== Segment start ==

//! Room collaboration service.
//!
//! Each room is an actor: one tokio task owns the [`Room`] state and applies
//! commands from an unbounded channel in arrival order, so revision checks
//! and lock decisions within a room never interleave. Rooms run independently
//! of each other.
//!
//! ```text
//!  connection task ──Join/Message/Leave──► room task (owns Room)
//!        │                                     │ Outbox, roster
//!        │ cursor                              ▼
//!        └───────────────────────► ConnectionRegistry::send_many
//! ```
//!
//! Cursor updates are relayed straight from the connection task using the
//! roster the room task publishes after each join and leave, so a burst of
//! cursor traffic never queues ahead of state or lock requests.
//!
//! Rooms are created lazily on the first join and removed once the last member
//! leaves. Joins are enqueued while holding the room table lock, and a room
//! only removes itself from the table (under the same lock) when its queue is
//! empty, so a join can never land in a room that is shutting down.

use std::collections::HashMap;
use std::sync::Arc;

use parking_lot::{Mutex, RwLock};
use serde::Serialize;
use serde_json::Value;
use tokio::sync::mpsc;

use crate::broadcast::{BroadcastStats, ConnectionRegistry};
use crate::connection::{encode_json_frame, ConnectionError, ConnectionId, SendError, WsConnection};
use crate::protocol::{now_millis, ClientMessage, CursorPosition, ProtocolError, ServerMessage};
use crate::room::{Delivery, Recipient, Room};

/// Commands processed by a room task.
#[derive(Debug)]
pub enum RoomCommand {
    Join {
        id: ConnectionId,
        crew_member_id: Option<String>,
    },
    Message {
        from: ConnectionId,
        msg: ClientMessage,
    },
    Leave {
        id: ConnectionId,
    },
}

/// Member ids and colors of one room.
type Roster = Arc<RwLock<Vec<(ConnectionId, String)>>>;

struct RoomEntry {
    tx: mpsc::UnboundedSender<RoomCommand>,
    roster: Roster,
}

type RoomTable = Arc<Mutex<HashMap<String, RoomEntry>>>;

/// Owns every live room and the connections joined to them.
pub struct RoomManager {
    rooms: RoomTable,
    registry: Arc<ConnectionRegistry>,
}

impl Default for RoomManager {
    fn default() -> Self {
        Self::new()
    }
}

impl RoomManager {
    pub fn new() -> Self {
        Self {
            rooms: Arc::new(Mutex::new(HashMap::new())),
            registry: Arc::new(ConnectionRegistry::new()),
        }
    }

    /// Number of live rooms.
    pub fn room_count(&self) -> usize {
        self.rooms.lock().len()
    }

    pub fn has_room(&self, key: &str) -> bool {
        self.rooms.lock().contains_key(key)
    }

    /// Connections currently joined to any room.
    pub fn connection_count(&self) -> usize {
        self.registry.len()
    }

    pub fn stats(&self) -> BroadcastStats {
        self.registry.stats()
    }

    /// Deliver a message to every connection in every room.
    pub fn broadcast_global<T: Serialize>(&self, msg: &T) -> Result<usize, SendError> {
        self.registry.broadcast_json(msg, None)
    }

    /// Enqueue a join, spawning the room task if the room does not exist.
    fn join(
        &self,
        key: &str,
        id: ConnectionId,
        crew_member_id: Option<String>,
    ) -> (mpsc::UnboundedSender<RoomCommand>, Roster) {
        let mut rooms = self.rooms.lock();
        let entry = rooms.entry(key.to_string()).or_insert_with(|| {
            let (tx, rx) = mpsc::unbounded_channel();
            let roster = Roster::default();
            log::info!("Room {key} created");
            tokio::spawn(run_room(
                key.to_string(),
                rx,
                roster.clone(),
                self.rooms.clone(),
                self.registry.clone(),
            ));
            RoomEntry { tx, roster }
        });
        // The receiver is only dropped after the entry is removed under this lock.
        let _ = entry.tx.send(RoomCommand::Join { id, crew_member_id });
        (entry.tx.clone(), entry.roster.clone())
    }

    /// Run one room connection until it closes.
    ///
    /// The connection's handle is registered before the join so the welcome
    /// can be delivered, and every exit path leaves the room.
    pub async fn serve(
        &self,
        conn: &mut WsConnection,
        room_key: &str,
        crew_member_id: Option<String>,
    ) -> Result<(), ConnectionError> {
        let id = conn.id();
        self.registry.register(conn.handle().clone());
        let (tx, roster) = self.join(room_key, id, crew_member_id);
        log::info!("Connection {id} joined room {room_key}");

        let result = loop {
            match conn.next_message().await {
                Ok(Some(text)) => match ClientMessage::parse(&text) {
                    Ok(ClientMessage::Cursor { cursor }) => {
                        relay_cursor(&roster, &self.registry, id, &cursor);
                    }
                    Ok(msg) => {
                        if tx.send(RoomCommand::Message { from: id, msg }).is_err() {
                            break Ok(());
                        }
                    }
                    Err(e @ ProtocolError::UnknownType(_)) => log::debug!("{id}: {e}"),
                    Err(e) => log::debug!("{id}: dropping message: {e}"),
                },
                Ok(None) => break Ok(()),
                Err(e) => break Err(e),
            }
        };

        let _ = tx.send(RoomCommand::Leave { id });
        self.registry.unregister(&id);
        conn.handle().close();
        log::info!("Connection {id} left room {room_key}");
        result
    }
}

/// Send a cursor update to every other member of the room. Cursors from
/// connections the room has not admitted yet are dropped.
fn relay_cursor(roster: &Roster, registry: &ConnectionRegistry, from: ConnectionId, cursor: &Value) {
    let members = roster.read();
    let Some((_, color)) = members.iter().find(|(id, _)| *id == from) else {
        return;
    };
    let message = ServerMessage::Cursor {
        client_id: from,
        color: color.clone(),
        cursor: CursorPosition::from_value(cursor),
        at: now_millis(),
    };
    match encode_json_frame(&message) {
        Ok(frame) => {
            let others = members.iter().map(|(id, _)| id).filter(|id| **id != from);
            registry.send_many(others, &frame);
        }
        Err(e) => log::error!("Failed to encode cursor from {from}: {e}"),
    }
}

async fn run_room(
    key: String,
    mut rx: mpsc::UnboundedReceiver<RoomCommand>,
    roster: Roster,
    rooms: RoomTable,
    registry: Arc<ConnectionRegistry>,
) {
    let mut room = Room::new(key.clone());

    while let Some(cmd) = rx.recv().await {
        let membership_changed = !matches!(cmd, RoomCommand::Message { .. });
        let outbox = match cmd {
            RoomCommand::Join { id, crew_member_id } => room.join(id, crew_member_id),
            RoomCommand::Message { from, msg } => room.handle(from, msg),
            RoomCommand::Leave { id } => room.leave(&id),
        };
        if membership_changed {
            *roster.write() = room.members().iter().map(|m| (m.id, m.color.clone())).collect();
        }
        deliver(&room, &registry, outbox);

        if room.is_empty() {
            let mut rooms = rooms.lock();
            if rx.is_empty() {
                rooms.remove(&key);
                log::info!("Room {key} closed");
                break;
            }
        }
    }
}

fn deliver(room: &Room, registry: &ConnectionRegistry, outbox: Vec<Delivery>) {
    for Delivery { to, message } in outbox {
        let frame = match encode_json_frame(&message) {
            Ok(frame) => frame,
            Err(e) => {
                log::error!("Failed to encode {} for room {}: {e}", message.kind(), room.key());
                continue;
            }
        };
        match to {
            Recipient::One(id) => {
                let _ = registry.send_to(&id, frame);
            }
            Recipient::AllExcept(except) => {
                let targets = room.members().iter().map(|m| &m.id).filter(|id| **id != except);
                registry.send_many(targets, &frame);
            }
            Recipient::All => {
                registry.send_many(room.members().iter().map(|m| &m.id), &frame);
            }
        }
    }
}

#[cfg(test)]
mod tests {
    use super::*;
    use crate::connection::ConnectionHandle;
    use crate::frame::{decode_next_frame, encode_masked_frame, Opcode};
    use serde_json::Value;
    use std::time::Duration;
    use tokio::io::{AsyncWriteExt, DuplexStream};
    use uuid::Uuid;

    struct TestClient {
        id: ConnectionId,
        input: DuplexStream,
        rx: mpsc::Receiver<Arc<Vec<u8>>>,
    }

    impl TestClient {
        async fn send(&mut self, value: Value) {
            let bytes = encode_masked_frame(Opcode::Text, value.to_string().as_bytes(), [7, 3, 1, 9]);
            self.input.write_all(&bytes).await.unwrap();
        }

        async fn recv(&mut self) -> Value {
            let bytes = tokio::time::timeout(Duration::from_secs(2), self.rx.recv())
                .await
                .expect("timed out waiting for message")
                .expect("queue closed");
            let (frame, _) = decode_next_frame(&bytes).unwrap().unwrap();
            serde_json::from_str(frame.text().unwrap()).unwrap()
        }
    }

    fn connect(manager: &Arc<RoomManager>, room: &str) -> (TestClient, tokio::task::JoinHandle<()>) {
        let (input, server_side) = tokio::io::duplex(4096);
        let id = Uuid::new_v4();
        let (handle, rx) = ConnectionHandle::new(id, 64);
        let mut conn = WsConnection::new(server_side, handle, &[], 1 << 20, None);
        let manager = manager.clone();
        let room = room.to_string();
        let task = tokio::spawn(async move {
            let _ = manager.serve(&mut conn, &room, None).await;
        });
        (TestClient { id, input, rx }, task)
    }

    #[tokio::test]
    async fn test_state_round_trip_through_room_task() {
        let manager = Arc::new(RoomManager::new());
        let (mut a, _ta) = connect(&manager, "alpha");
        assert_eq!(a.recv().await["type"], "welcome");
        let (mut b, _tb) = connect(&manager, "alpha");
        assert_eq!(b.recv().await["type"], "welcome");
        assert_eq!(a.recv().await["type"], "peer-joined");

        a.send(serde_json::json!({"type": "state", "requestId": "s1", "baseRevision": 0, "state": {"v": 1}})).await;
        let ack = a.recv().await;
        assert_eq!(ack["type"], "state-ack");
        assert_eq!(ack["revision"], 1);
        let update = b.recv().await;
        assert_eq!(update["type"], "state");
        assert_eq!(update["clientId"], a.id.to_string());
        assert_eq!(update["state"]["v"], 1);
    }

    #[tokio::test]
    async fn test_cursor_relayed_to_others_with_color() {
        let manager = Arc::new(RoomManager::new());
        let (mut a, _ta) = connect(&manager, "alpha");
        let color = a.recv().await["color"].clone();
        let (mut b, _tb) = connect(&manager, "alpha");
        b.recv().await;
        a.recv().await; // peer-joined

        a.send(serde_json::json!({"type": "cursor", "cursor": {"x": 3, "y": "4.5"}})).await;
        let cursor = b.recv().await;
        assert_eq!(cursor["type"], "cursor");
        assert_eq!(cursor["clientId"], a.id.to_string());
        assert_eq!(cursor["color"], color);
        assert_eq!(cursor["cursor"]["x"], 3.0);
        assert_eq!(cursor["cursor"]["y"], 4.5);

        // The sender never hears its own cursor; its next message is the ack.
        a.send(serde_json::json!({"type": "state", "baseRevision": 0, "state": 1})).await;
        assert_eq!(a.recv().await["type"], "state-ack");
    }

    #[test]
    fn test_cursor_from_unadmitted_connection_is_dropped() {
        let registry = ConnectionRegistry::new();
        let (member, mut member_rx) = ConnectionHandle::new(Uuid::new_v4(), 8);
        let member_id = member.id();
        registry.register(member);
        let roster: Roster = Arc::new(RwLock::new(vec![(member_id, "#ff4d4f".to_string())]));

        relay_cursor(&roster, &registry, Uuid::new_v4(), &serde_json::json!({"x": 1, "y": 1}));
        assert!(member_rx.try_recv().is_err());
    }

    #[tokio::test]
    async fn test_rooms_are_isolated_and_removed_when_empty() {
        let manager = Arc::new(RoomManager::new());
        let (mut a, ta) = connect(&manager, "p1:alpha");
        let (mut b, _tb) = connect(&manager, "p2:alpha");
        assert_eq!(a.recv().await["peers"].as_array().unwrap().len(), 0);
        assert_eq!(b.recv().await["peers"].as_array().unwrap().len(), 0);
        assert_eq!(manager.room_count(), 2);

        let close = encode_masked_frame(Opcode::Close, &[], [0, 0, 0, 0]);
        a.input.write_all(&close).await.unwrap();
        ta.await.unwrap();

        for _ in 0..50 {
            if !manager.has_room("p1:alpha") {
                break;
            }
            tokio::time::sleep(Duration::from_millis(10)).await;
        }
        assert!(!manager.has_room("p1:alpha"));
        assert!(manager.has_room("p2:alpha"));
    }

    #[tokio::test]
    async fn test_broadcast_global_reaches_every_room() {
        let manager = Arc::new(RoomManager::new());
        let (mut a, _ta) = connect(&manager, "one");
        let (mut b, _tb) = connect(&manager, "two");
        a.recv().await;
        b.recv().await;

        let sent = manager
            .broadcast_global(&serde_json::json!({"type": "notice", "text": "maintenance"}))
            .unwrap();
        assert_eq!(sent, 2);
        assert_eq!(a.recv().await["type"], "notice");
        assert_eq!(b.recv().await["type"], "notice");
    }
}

== Segment end ==

** PROBLEM STATEMENT **
Tally the lines in the material above that contain "Mutex". Respond with the number and nothing else.

** EXERCISE RESULT **
3